#### [Collected data]

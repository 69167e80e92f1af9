use async_trait::async_trait;
use std::time::{Duration, Instant};
use tracing::{debug, info, warn};

use super::parse::interpret;
use super::types::{PlannerResult, Tool};
use crate::config::PlannerSettings;
use crate::services::llm::client::{
    ChatMessage, ChatOptions, ChatRequest, ModelAvailability, OllamaClient,
};

/// Anything that can turn an unmatched utterance into a tool choice.
#[async_trait]
pub trait CommandPlanner: Send + Sync {
    async fn plan(&self, text: &str) -> Option<PlannerResult>;
}

/// Walks an ordered chain of candidate models on an Ollama host and returns
/// the first usable, normalised answer.
pub struct PlannerFallback {
    client: OllamaClient,
    candidates: Vec<String>,
    options: ChatOptions,
    keep_alive: String,
    timeout: Duration,
    probe_timeout: Duration,
    attempts: u32,
    retry_delay: Duration,
}

impl PlannerFallback {
    pub fn new(settings: &PlannerSettings) -> Self {
        Self {
            client: OllamaClient::new(&settings.host),
            candidates: candidate_chain(&settings.model, &settings.fallback_models),
            options: ChatOptions {
                temperature: settings.temperature,
                num_ctx: settings.num_ctx,
                num_thread: settings.num_thread,
            },
            keep_alive: settings.keep_alive.clone(),
            timeout: Duration::from_secs(settings.timeout_secs),
            probe_timeout: Duration::from_secs(settings.probe_timeout_secs),
            attempts: settings.attempts.max(1),
            retry_delay: Duration::from_millis(settings.retry_delay_ms),
        }
    }

    pub fn candidates(&self) -> &[String] {
        &self.candidates
    }

    fn request_for(&self, model: &str, text: &str) -> ChatRequest {
        ChatRequest {
            model: model.to_string(),
            messages: vec![ChatMessage::system(instruction()), ChatMessage::user(text)],
            stream: false,
            options: self.options.clone(),
            keep_alive: self.keep_alive.clone(),
        }
    }

    /// `None` when every candidate was skipped, failed, or stayed silent.
    pub async fn plan(&self, text: &str) -> Option<PlannerResult> {
        'models: for model in &self.candidates {
            match self.client.probe_model(model, self.probe_timeout).await {
                ModelAvailability::Present => {}
                ModelAvailability::Absent => {
                    info!("Planner model '{}' is not pulled, skipping", model);
                    continue;
                }
                ModelAvailability::Unreachable(reason) => {
                    warn!("Planner host {} unreachable while probing '{}': {}", self.client.base_url(), model, reason);
                    continue;
                }
            }

            let request = self.request_for(model, text);

            for attempt in 1..=self.attempts {
                let started = Instant::now();
                match self.client.chat(&request, self.timeout).await {
                    Ok(content) => {
                        debug!("Planner '{}' answered in {}ms", model, started.elapsed().as_millis());
                        match interpret(&content) {
                            Some(result) => return Some(result),
                            None => {
                                info!("Planner '{}' returned no content, trying next model", model);
                                continue 'models;
                            }
                        }
                    }
                    Err(e) => {
                        warn!("Planner '{}' attempt {}/{} failed: {}", model, attempt, self.attempts, e);
                        if attempt < self.attempts {
                            tokio::time::sleep(self.retry_delay).await;
                        }
                    }
                }
            }
        }

        warn!("All planner models exhausted");
        None
    }
}

#[async_trait]
impl CommandPlanner for PlannerFallback {
    async fn plan(&self, text: &str) -> Option<PlannerResult> {
        PlannerFallback::plan(self, text).await
    }
}

/// Primary first, then fallbacks; blanks dropped, first occurrence kept.
pub fn candidate_chain(primary: &str, fallbacks: &[String]) -> Vec<String> {
    let mut chain: Vec<String> = Vec::new();
    for name in std::iter::once(primary).chain(fallbacks.iter().map(String::as_str)) {
        let name = name.trim();
        if !name.is_empty() && !chain.iter().any(|existing| existing == name) {
            chain.push(name.to_string());
        }
    }
    chain
}

/// The routing instruction sent with every request.
pub fn instruction() -> String {
    let mut tools = String::new();
    for tool in Tool::DISPATCHABLE {
        tools.push_str(&format!("- {} {}\n", tool.as_str(), tool.arg_hint()));
    }

    let names: Vec<&str> = Tool::DISPATCHABLE.iter().map(|t| t.as_str()).collect();

    format!(
        "You route requests for a local desktop assistant to exactly one tool.\n\
         Available tools:\n{}\n\
         Reply with JSON only, no commentary and no code fences, using this shape:\n\
         {{\"tool\":\"<{}|none>\",\"args\":{{...}},\"say\":\"<optional short reply>\"}}\n\
         For general questions set \"tool\" to \"none\" and put the answer in \"say\".",
        tools,
        names.join("|")
    )
}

#### [Assigned task]
Search the data above for lines holding "Duration" and copy each of them.

#### [Response to this exercise]
use std::time::{Duration, Instant};
    timeout: Duration,
    probe_timeout: Duration,
    retry_delay: Duration,
            timeout: Duration::from_secs(settings.timeout_secs),
            probe_timeout: Duration::from_secs(settings.probe_timeout_secs),
            retry_delay: Duration::from_millis(settings.retry_delay_ms),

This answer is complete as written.